» **DATA RECORDS**:
==============================

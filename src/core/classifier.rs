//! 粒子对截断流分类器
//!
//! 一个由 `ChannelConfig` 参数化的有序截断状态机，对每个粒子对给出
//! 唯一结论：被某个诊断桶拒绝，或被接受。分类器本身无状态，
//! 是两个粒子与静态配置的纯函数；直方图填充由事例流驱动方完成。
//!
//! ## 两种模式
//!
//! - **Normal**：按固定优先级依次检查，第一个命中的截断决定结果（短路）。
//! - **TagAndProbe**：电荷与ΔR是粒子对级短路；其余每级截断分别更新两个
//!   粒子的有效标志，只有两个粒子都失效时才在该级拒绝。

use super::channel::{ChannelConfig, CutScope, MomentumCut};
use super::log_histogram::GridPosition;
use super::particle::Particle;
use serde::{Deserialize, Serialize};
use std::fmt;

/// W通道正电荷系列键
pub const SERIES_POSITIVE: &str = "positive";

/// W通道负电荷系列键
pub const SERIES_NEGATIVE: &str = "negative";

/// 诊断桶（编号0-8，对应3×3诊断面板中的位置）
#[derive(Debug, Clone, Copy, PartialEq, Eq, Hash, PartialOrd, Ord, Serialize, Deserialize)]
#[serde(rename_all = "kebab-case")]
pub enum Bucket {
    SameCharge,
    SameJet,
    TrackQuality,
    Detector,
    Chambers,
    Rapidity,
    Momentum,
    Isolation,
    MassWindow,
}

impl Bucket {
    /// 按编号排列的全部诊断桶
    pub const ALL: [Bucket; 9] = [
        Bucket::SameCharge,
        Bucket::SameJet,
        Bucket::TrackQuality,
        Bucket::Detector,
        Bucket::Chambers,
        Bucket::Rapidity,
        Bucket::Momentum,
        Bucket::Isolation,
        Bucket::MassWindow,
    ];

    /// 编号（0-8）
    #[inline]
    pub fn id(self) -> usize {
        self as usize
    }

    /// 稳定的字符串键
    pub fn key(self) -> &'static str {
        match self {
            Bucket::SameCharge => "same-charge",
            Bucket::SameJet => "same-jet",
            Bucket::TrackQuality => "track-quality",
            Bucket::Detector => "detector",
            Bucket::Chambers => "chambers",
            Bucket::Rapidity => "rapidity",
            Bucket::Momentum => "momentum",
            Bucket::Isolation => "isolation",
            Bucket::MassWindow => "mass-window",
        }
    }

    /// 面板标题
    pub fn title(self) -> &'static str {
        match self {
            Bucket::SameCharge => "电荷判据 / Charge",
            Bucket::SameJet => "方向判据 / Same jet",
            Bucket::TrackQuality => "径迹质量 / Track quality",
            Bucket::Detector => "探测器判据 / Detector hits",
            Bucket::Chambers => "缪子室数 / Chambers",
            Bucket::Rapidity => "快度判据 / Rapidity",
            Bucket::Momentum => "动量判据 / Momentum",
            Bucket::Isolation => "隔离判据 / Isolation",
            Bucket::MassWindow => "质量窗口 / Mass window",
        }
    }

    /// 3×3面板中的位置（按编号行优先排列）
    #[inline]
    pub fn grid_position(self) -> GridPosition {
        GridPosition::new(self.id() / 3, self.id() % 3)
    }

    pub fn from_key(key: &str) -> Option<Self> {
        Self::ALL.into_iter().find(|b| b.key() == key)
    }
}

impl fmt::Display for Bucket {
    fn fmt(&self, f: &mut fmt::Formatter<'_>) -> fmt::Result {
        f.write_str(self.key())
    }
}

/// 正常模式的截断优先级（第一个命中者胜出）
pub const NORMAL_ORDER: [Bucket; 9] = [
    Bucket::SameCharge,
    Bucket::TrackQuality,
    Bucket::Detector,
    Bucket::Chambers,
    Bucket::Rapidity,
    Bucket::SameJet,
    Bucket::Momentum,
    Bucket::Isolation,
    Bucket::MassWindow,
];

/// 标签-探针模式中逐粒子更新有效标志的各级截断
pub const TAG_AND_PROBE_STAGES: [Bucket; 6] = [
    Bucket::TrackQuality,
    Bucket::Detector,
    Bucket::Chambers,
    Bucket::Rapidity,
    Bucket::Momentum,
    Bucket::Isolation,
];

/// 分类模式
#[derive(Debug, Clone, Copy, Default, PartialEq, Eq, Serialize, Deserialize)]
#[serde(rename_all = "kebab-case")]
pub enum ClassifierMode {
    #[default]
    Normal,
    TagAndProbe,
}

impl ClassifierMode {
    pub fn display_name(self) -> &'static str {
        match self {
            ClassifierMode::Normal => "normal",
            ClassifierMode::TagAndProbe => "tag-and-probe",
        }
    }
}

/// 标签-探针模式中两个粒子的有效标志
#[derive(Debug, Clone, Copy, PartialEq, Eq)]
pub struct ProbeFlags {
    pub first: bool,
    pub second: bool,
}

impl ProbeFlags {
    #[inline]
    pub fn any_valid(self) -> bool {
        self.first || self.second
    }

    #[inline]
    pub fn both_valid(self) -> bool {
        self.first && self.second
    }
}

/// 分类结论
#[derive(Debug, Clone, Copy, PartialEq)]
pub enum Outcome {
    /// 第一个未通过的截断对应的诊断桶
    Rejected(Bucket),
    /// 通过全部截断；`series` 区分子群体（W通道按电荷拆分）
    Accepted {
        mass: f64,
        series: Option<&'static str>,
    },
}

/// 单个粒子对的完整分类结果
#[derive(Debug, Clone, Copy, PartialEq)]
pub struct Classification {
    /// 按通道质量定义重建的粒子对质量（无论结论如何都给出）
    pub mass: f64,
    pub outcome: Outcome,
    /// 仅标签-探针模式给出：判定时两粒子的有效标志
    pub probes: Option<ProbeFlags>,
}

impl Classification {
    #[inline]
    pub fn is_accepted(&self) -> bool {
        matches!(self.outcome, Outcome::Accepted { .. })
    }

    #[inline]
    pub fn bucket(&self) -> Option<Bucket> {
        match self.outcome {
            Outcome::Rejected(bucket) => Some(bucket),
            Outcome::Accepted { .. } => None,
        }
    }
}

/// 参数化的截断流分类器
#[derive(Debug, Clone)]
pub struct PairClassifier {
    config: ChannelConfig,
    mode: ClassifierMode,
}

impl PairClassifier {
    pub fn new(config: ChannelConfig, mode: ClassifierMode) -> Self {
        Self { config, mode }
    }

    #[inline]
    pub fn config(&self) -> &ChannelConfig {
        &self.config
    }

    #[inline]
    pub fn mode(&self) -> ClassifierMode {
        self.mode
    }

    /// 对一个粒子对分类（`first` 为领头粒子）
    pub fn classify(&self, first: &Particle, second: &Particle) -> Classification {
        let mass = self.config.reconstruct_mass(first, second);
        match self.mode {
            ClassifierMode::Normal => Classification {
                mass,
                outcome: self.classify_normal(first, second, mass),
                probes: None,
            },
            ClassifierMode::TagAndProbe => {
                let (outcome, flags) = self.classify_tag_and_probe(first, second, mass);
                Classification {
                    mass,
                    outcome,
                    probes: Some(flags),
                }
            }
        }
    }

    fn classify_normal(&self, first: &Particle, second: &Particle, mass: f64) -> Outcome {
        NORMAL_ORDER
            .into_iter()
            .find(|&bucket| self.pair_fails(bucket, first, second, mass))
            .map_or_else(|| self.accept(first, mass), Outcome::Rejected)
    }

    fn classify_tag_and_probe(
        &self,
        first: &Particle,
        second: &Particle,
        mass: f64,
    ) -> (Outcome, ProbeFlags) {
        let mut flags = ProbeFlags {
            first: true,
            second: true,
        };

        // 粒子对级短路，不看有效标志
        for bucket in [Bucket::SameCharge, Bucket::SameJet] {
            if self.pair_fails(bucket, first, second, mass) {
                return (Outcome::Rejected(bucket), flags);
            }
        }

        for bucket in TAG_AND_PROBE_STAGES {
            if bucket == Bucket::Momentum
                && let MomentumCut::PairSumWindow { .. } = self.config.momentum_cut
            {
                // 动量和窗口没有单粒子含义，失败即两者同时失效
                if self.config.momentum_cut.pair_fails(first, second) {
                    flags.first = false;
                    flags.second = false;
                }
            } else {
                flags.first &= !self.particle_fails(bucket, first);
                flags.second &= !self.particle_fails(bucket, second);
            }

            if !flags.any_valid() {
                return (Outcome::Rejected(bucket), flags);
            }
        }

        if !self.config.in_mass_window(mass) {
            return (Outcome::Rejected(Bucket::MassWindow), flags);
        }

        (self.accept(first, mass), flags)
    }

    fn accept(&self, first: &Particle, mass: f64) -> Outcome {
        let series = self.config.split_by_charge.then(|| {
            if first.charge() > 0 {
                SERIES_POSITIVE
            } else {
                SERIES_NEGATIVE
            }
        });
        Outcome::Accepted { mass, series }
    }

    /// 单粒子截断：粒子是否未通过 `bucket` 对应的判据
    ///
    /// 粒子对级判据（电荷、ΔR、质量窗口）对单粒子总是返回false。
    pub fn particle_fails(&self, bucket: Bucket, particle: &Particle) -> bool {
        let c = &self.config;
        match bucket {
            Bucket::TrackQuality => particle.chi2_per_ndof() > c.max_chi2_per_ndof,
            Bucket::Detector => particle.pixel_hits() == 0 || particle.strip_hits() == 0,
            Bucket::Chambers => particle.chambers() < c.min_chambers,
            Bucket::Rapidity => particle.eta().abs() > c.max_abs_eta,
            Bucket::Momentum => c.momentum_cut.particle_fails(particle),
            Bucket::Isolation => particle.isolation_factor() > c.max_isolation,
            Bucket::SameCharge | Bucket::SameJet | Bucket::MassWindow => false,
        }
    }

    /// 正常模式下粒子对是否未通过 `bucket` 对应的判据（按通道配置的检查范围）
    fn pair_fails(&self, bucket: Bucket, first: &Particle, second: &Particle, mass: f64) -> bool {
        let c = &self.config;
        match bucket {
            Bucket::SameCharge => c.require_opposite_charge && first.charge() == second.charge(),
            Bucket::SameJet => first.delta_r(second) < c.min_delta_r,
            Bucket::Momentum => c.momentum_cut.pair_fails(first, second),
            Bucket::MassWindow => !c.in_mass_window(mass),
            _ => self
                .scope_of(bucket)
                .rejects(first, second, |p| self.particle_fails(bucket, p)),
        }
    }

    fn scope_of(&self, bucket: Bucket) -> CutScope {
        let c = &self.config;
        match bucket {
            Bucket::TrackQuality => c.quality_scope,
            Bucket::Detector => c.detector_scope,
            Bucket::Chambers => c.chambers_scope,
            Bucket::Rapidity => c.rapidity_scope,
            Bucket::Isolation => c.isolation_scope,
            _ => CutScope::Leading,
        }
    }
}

==============================

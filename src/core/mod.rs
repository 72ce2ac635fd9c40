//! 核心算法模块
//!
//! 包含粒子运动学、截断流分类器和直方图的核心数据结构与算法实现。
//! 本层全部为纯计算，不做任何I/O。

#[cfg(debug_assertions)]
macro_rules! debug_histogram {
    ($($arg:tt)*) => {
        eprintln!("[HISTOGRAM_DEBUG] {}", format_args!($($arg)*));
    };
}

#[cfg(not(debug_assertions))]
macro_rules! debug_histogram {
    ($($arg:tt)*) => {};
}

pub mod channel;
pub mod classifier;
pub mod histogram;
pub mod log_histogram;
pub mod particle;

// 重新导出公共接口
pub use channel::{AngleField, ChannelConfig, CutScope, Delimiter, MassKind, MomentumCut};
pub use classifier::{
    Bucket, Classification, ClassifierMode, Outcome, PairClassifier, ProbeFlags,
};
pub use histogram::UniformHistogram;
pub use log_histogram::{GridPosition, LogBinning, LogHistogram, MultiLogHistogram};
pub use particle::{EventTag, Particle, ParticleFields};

==============================

» **WHAT THE TASK ASKS**:
Please reproduce the lines from the line with "filename src/core/classifier.rs" to the line with "use std::fmt;", both ends included, exactly as they appear above.

» **EXERCISE RESULT**:
filename src/core/classifier.rs
//! 粒子对截断流分类器
//!
//! 一个由 `ChannelConfig` 参数化的有序截断状态机，对每个粒子对给出
//! 唯一结论：被某个诊断桶拒绝，或被接受。分类器本身无状态，
//! 是两个粒子与静态配置的纯函数；直方图填充由事例流驱动方完成。
//!
//! ## 两种模式
//!
//! - **Normal**：按固定优先级依次检查，第一个命中的截断决定结果（短路）。
//! - **TagAndProbe**：电荷与ΔR是粒子对级短路；其余每级截断分别更新两个
//!   粒子的有效标志，只有两个粒子都失效时才在该级拒绝。

use super::channel::{ChannelConfig, CutScope, MomentumCut};
use super::log_histogram::GridPosition;
use super::particle::Particle;
use serde::{Deserialize, Serialize};
use std::fmt;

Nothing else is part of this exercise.